Una delle più importanti novità del
decreto sulle liberalizzazioni è il conto
corrente bancario low cost. In pratica entro tre mesi, a partire dal giugno 2012, le banche dovranno predisporre e offrire alla clientela un
conto corrente con servizi minimi gratuiti e abbassare le commissioni delle operazioni effettuate con
sistemi di pagamento elettronici. Sarà compito dell’Abi, del consorzio Bancomat, delle imprese che gestiscono i circuiti di pagamento stipulare una convezione per ridurre le commissioni interbancarie a carico degli esercenti per le transazioni effettuate con carte di pagamento.

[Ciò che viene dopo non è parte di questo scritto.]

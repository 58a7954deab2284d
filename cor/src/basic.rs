//! Conversion of values and records down to plain JSON-like data.
//!
//! [`BasicConverter`] holds per-type overrides keyed by record type identity
//! or by the concrete Rust type of a custom value. Record types sharing a name
//! never share an override. Values without an override fall back to the
//! default representation:
//! - records become objects of their visible fields, in iteration order
//! - tags become their value string
//! - custom values use [`CustomValue::to_basic`]
//! - bytes become arrays of numbers
//! - non-finite floats become `null`
//!
//! A process-wide converter backs [`as_basic_type`] and the `Serialize`
//! implementations of [`Value`] and [`Record`].

use parking_lot::RwLock;
use serde::{Serialize, Serializer};
use std::any::{Any, TypeId};
use std::collections::HashMap;
use std::fmt;
use std::sync::Arc;

use crate::core::{CustomValue, Value};
use crate::record::{Record, RecordType};

/// Representation override for a record type.
pub type RecordRepr = Arc<dyn Fn(&Record, &BasicConverter) -> serde_json::Value + Send + Sync>;

/// Representation override for a custom value type.
pub type CustomRepr = Arc<dyn Fn(&dyn CustomValue) -> serde_json::Value + Send + Sync>;

/// Registry of representation overrides.
#[derive(Clone, Default)]
pub struct BasicConverter {
    records: HashMap<RecordType, RecordRepr>,
    customs: HashMap<TypeId, CustomRepr>,
}

impl BasicConverter {
    /// Creates a converter with no overrides.
    #[must_use]
    pub fn new() -> Self {
        Self::default()
    }

    /// Overrides the representation of records built by `record_type`.
    ///
    /// Subtypes and other types with the same name keep their own
    /// representation.
    #[must_use]
    pub fn with_record(
        mut self,
        record_type: &RecordType,
        repr: impl Fn(&Record, &Self) -> serde_json::Value + Send + Sync + 'static,
    ) -> Self {
        self.records.insert(record_type.clone(), Arc::new(repr));
        self
    }

    /// Overrides the representation of custom values of type `T`.
    #[must_use]
    pub fn with_custom<T: CustomValue>(
        mut self,
        repr: impl Fn(&T) -> serde_json::Value + Send + Sync + 'static,
    ) -> Self {
        let erased: CustomRepr = Arc::new(move |custom: &dyn CustomValue| {
            custom
                .as_any()
                .downcast_ref::<T>()
                .map_or_else(|| custom.to_basic(), &repr)
        });
        self.customs.insert(TypeId::of::<T>(), erased);
        self
    }

    /// Converts a value.
    #[must_use]
    pub fn convert(&self, value: &Value) -> serde_json::Value {
        use serde_json::Value as Json;

        match value {
            Value::Null => Json::Null,
            Value::Bool(b) => Json::Bool(*b),
            Value::Int(i) => Json::from(*i),
            Value::Float(f) => serde_json::Number::from_f64(*f).map_or(Json::Null, Json::Number),
            Value::Str(s) => Json::String(s.clone()),
            Value::Bytes(bytes) => Json::Array(bytes.iter().map(|b| Json::from(*b)).collect()),
            Value::List(items) => Json::Array(items.iter().map(|v| self.convert(v)).collect()),
            Value::Map(map) => Json::Object(
                map.iter()
                    .map(|(k, v)| (k.clone(), self.convert(v)))
                    .collect(),
            ),
            Value::Tag(tag) => Json::String(tag.value().to_string()),
            Value::Record(record) => self.convert_record(record),
            Value::Custom(custom) => match self.customs.get(&Any::type_id(custom.as_any())) {
                Some(repr) => repr(custom.as_ref()),
                None => custom.to_basic(),
            },
        }
    }

    /// Converts a record, honouring overrides for its type.
    #[must_use]
    pub fn convert_record(&self, record: &Record) -> serde_json::Value {
        match self.records.get(record.record_type()) {
            Some(repr) => repr(record, self),
            None => self.record_fields(record),
        }
    }

    /// Default representation of a record: an object of its visible fields.
    #[must_use]
    pub fn record_fields(&self, record: &Record) -> serde_json::Value {
        serde_json::Value::Object(
            record
                .iter()
                .map(|(k, v)| (k.to_string(), self.convert(v)))
                .collect(),
        )
    }
}

impl fmt::Debug for BasicConverter {
    fn fmt(&self, f: &mut fmt::Formatter<'_>) -> fmt::Result {
        f.debug_struct("BasicConverter")
            .field(
                "records",
                &self.records.keys().map(RecordType::name).collect::<Vec<_>>(),
            )
            .field("customs", &self.customs.len())
            .finish()
    }
}

// Global converter
static GLOBAL_CONVERTER: RwLock<Option<Arc<BasicConverter>>> = RwLock::new(None);

/// Gets the global converter.
pub fn get_basic_converter() -> Arc<BasicConverter> {
    if let Some(converter) = GLOBAL_CONVERTER.read().as_ref() {
        return converter.clone();
    }
    GLOBAL_CONVERTER
        .write()
        .get_or_insert_with(|| Arc::new(BasicConverter::new()))
        .clone()
}

/// Replaces the global converter.
pub fn set_basic_converter(converter: BasicConverter) {
    *GLOBAL_CONVERTER.write() = Some(Arc::new(converter));
}

/// Drops every global override.
pub fn clear_basic_converter() {
    *GLOBAL_CONVERTER.write() = None;
}

fn update_global(update: impl FnOnce(BasicConverter) -> BasicConverter) {
    let mut global = GLOBAL_CONVERTER.write();
    let current = global.as_deref().cloned().unwrap_or_default();
    *global = Some(Arc::new(update(current)));
}

/// Registers a global override for records built by `record_type`.
pub fn register_record_repr(
    record_type: &RecordType,
    repr: impl Fn(&Record, &BasicConverter) -> serde_json::Value + Send + Sync + 'static,
) {
    tracing::debug!(record = record_type.name(), "Registered record representation");
    update_global(|c| c.with_record(record_type, repr));
}

/// Registers a global override for custom values of type `T`.
pub fn register_custom_repr<T: CustomValue>(
    repr: impl Fn(&T) -> serde_json::Value + Send + Sync + 'static,
) {
    tracing::debug!(
        custom = std::any::type_name::<T>(),
        "Registered custom representation"
    );
    update_global(|c| c.with_custom(repr));
}

/// Converts a value with the global converter.
#[must_use]
pub fn as_basic_type(value: &Value) -> serde_json::Value {
    get_basic_converter().convert(value)
}

impl Record {
    /// Converts the record with the global converter.
    #[must_use]
    pub fn as_basic(&self) -> serde_json::Value {
        get_basic_converter().convert_record(self)
    }
}

impl Serialize for Value {
    fn serialize<S: Serializer>(&self, serializer: S) -> Result<S::Ok, S::Error> {
        as_basic_type(self).serialize(serializer)
    }
}

impl Serialize for Record {
    fn serialize<S: Serializer>(&self, serializer: S) -> Result<S::Ok, S::Error> {
        self.as_basic().serialize(serializer)
    }
}

#[cfg(test)]
mod tests {
    use super::*;
    use crate::contracts::{to_int, to_tag};
    use crate::core::{fields_from_json, TagSet};
    use crate::record::RecordType;
    use pretty_assertions::assert_eq;
    use serde_json::json;
    use std::any::Any;

    #[derive(Debug)]
    struct Celsius(f64);

    impl fmt::Display for Celsius {
        fn fmt(&self, f: &mut fmt::Formatter<'_>) -> fmt::Result {
            write!(f, "{}C", self.0)
        }
    }

    impl CustomValue for Celsius {
        fn type_name(&self) -> &str {
            "Celsius"
        }

        fn as_any(&self) -> &dyn Any {
            self
        }
    }

    #[test]
    fn test_default_representation() {
        let converter = BasicConverter::new();
        let value = Value::List(vec![
            Value::Null,
            Value::Float(f64::NAN),
            Value::Bytes(vec![1, 2]),
            Value::custom(Celsius(21.5)),
        ]);
        assert_eq!(converter.convert(&value), json!([null, null, [1, 2], "21.5C"]));
    }

    #[test]
    fn test_record_and_tag_representation() {
        let colors = TagSet::new("Color", [("Red", "red"), ("Blue", "blue")]);
        let paint = RecordType::extensible("Paint")
            .field("color", to_tag(&colors))
            .field("liters", to_int())
            .build();
        let data = json!({"color": "red", "liters": 3, "brand": "acme"});
        let record = paint.from_fields(fields_from_json(data.clone())).unwrap();

        let converter = BasicConverter::new();
        assert_eq!(converter.convert(&Value::Record(record.clone())), data);

        let named = converter.with_record(&paint, |r, _| json!(r.type_name()));
        assert_eq!(named.convert(&Value::Record(record)), json!("Paint"));
    }

    #[test]
    fn test_record_override_is_bound_to_type_identity() {
        let a = RecordType::closed("Foo").field("a", to_int()).build();
        let b = RecordType::closed("Foo").field("b", to_int()).build();
        let converter = BasicConverter::new().with_record(&a, |r, _| {
            json!(r.get("a").and_then(Value::as_int))
        });

        let from_a = a.from_fields(fields_from_json(json!({"a": 1}))).unwrap();
        let from_b = b.from_fields(fields_from_json(json!({"b": "2"}))).unwrap();
        assert_eq!(converter.convert_record(&from_a), json!(1));
        assert_eq!(converter.convert_record(&from_b), json!({"b": 2}));

        let sub = a.subtype("SubFoo").build();
        let from_sub = sub.from_fields(fields_from_json(json!({"a": 3}))).unwrap();
        assert_eq!(converter.convert_record(&from_sub), json!({"a": 3}));
    }

    #[test]
    fn test_custom_override() {
        #[derive(Debug)]
        struct Named(&'static str);

        impl fmt::Display for Named {
            fn fmt(&self, f: &mut fmt::Formatter<'_>) -> fmt::Result {
                f.write_str(self.0)
            }
        }

        impl CustomValue for Named {
            fn type_name(&self) -> &str {
                "Celsius"
            }

            fn as_any(&self) -> &dyn Any {
                self
            }
        }

        let converter =
            BasicConverter::new().with_custom(|c: &Celsius| json!({"celsius": c.0}));
        assert_eq!(
            converter.convert(&Value::custom(Celsius(4.0))),
            json!({"celsius": 4.0})
        );
        assert_eq!(converter.convert(&Value::custom(Named("cold"))), json!("cold"));
    }

    #[test]
    fn test_global_registry_and_serialize() {
        #[derive(Debug)]
        struct Secret;

        impl fmt::Display for Secret {
            fn fmt(&self, f: &mut fmt::Formatter<'_>) -> fmt::Result {
                f.write_str("hunter2")
            }
        }

        impl CustomValue for Secret {
            fn type_name(&self) -> &str {
                "basic-tests::Secret"
            }

            fn as_any(&self) -> &dyn Any {
                self
            }
        }

        register_custom_repr(|_: &Secret| json!("***"));
        let value = Value::List(vec![Value::custom(Secret), Value::Int(1)]);
        assert_eq!(serde_json::to_value(&value).unwrap(), json!(["***", 1]));
        assert_eq!(as_basic_type(&value), json!(["***", 1]));
    }
}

Nel caso in cui non si arrivi a una stipula della convenzione fra questi organismi, il Governo dovrà definire con un apposito
decreto i costi minimi dei conti correnti.
Il
conto corrente low cost servirà a quelle persone che, a causa delle nuove norme sulla
tracciabilità dei pagamenti, (vietano i pagamenti in contanti al di sopra dei 1.000 euro), dovranno instaurare un rapporto bancario. Infatti questa regola costringerà pensionati e lavoratori ad aprire un
conto corrente. Per andare incontro alle fasce sociali più deboli le banche saranno, quindi, costrette a prevedere un conto corrente base con costi di commissione bassi, in modo da garantire la riscossione della pensione o dello stipendio senza dover sostenere costi aggiuntivi.